TASK INSTRUCTIONS: Say how many lines in the entries contain "General", giving only the number.

DATA FOR THIS EXERCISE:
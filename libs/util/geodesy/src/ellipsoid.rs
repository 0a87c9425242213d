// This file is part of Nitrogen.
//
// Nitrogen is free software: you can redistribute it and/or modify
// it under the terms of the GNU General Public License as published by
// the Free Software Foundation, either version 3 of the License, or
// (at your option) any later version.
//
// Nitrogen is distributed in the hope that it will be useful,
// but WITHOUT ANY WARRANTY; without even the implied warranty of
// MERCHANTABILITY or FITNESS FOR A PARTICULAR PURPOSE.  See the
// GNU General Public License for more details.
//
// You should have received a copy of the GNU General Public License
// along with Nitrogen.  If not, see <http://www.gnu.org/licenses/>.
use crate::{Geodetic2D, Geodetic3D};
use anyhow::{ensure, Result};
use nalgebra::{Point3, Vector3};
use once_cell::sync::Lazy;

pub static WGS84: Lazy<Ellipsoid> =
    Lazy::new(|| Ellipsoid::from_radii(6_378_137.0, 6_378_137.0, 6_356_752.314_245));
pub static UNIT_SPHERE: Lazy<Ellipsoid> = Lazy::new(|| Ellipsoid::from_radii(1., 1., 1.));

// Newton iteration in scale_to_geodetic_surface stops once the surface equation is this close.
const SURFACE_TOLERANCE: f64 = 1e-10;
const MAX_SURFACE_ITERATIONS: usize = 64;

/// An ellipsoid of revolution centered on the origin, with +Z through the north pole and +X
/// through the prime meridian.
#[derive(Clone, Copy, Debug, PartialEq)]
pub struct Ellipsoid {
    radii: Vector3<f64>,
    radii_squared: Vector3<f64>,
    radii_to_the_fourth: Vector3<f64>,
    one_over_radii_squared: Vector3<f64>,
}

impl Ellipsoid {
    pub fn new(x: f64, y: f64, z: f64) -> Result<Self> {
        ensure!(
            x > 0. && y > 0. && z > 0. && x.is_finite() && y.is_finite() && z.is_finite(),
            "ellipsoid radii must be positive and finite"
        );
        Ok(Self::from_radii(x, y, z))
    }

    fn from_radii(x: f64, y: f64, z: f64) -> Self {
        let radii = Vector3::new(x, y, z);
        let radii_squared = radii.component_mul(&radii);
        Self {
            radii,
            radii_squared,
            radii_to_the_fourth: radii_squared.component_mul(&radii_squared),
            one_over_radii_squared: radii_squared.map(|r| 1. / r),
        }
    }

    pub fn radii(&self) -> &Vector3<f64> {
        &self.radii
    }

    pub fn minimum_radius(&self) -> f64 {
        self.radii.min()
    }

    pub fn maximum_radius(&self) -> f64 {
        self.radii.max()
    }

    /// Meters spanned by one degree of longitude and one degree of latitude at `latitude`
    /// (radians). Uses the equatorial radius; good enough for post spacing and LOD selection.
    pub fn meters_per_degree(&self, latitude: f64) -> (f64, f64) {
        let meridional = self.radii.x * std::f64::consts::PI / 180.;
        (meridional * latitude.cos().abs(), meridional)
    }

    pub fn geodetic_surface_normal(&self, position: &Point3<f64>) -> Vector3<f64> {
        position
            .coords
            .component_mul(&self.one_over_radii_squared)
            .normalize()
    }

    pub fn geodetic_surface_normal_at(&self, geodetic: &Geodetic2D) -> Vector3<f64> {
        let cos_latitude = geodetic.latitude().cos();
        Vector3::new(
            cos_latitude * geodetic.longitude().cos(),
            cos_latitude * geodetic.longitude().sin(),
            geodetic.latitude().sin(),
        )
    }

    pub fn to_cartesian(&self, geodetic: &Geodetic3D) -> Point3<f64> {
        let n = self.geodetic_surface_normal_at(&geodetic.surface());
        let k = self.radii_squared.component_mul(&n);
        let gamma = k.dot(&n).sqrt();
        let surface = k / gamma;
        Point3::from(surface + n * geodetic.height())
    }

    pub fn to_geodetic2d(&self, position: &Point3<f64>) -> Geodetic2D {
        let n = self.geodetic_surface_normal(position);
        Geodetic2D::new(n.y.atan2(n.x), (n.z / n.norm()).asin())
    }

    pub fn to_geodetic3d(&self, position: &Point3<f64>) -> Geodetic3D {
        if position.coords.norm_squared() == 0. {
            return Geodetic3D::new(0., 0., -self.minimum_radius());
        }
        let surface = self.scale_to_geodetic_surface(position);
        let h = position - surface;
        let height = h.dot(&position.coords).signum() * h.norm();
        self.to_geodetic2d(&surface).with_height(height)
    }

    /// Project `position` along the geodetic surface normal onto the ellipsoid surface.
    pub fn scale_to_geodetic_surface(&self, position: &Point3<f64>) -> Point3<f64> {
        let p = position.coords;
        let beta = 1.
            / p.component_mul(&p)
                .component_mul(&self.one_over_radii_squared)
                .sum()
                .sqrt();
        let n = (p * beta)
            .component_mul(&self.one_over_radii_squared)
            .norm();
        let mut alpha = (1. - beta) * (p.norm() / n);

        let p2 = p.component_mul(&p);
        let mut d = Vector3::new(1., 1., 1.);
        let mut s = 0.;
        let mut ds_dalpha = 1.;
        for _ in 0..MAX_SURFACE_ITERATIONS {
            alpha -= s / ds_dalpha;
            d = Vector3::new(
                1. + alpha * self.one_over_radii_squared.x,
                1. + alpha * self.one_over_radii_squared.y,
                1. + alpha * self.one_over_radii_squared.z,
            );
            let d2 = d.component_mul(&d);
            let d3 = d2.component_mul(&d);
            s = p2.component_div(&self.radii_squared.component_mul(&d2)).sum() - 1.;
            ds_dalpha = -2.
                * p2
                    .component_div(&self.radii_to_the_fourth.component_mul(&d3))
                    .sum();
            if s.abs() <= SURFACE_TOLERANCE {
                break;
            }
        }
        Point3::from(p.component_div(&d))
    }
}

RESPONSE AREA: 3